We used a reproducibility criterion to select the optimal combination of the two thresholds. The procedures are demonstrated in Figure 7. The output of the model is a profile of membership labeling subjects as 1 if they belong to a community and as 0 if they do not. We used cosine similarity to measure the similarity of the label profiles obtained under different choices of parameters. We first determined the optimal values of p by comparing the sum of all cosine similarity metrics among the label profiles obtained with different k values, under each choice of p value (k changed from 2 to 6, yielding 5 label profiles and 10 similarity metrics between every two profiles). After determining the optimal p value that produced the largest sum of cosine similarity, the optimal k value was determined by choosing the k value whose membership profile had the maximum sum of cosine similarities (i.e., most similar) to all other profiles from different values of k (under the optimal p value). Using the above criterion, we found that for both ICNs, an optimal combination of p = 0.005 and k = 5 produced the greatest sum of similarities across the subject community profiles. We also evaluated the influence of different parameters in the k-clique community detection algorithms. The methods and results are presented in supplementary materials.

Figure 7
figure 7

Graphical demonstration of procedures to evaluate robustness to thresholds.

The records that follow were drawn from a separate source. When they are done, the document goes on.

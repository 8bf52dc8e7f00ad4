//! Mock implementations of core ports
//!
//! Provides mock objects for testing purposes.

use std::collections::{HashMap, VecDeque};
use std::sync::Arc;

use async_trait::async_trait;
use parking_lot::Mutex;
use serde_json::Value;

use crate::auth::ports::{HttpMethod, HttpRequest, HttpResponse, HttpTransport, TransportError};

type Reply = Result<HttpResponse, TransportError>;
type RouteMap = Arc<Mutex<HashMap<(HttpMethod, String), VecDeque<Reply>>>>;
type RequestLog = Arc<Mutex<Vec<HttpRequest>>>;

/// Scripted HTTP transport.
///
/// Replies are queued per `(method, url)`. Each request consumes the front
/// reply, except the last one which keeps answering. Unscripted routes get
/// a 404.
///
/// ```
/// use authkit_core::testing::MockTransport;
/// use authkit_core::{HttpMethod, HttpRequest, HttpTransport};
///
/// # tokio_test::block_on(async {
/// let transport = MockTransport::new();
/// let body = serde_json::json!({"ok": true});
/// transport.respond_json(HttpMethod::Get, "https://id.example.com/x", 200, body);
///
/// let response = transport.execute(HttpRequest::get("https://id.example.com/x")).await.unwrap();
/// assert_eq!(response.status, 200);
/// assert_eq!(transport.request_count(HttpMethod::Get, "https://id.example.com/x"), 1);
/// # });
/// ```
#[derive(Debug, Clone, Default)]
pub struct MockTransport {
    routes: RouteMap,
    requests: RequestLog,
}

impl MockTransport {
    pub fn new() -> Self {
        Self::default()
    }

    /// Queue a raw reply for `method url`.
    pub fn respond(&self, method: HttpMethod, url: &str, status: u16, body: &str) {
        self.push(method, url, Ok(HttpResponse::new(status, body)));
    }

    /// Queue a JSON reply for `method url`.
    pub fn respond_json(&self, method: HttpMethod, url: &str, status: u16, body: Value) {
        self.push(method, url, Ok(HttpResponse::new(status, body.to_string())));
    }

    /// Queue a transport failure for `method url`.
    pub fn fail(&self, method: HttpMethod, url: &str, error: TransportError) {
        self.push(method, url, Err(error));
    }

    fn push(&self, method: HttpMethod, url: &str, reply: Reply) {
        self.routes.lock().entry((method, url.to_string())).or_default().push_back(reply);
    }

    /// Every request executed so far, in order.
    pub fn requests(&self) -> Vec<HttpRequest> {
        self.requests.lock().clone()
    }

    pub fn request_count(&self, method: HttpMethod, url: &str) -> usize {
        self.requests.lock().iter().filter(|r| r.method == method && r.url == url).count()
    }

    pub fn total_requests(&self) -> usize {
        self.requests.lock().len()
    }

    /// Most recent request to `method url`.
    pub fn last_request(&self, method: HttpMethod, url: &str) -> Option<HttpRequest> {
        self.requests.lock().iter().rev().find(|r| r.method == method && r.url == url).cloned()
    }
}

#[async_trait]
impl HttpTransport for MockTransport {
    async fn execute(&self, request: HttpRequest) -> Result<HttpResponse, TransportError> {
        let key = (request.method, request.url.clone());
        self.requests.lock().push(request);

        let mut routes = self.routes.lock();
        match routes.get_mut(&key) {
            Some(queue) if queue.len() > 1 => {
                queue.pop_front().unwrap_or_else(|| Ok(not_found()))
            }
            Some(queue) => queue.front().cloned().unwrap_or_else(|| Ok(not_found())),
            None => Ok(not_found()),
        }
    }
}

fn not_found() -> HttpResponse {
    HttpResponse::new(404, r#"{"error":"not_found","error_description":"no mock route"}"#)
}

Two thresholds are used in the community detection algorithm: the probabilistic threshold, p, for binarizing the subject graph and the number of shared (overlapping) nodes between maximal-cliques, k, for merging the maximal-cliques into a subject community. For a given p, k values ranging from 2 to 6 are examined. For each choice of k, the community detection procedures are performed to generate a profile of subject membership, shown by the vectors indicating whether each subject is included in the subject community. Black color means a subject is in the community, while white color means a subject is not included. The cosine similarity between the profile vectors from different choices of k are computed to generated a similarity matrix. The sum along a given row indicates the reproducibility of that subject profile for a corresponding choice of k and the sum of the entire similarity matrix indicates the reproducibility of that subject profile for the given p. The p value with the maximal reproducibility value (sum of entire matrix) is first chosen and the optimal k is selected based on the maximal subject profile reproducibility (sum of row) under the given p.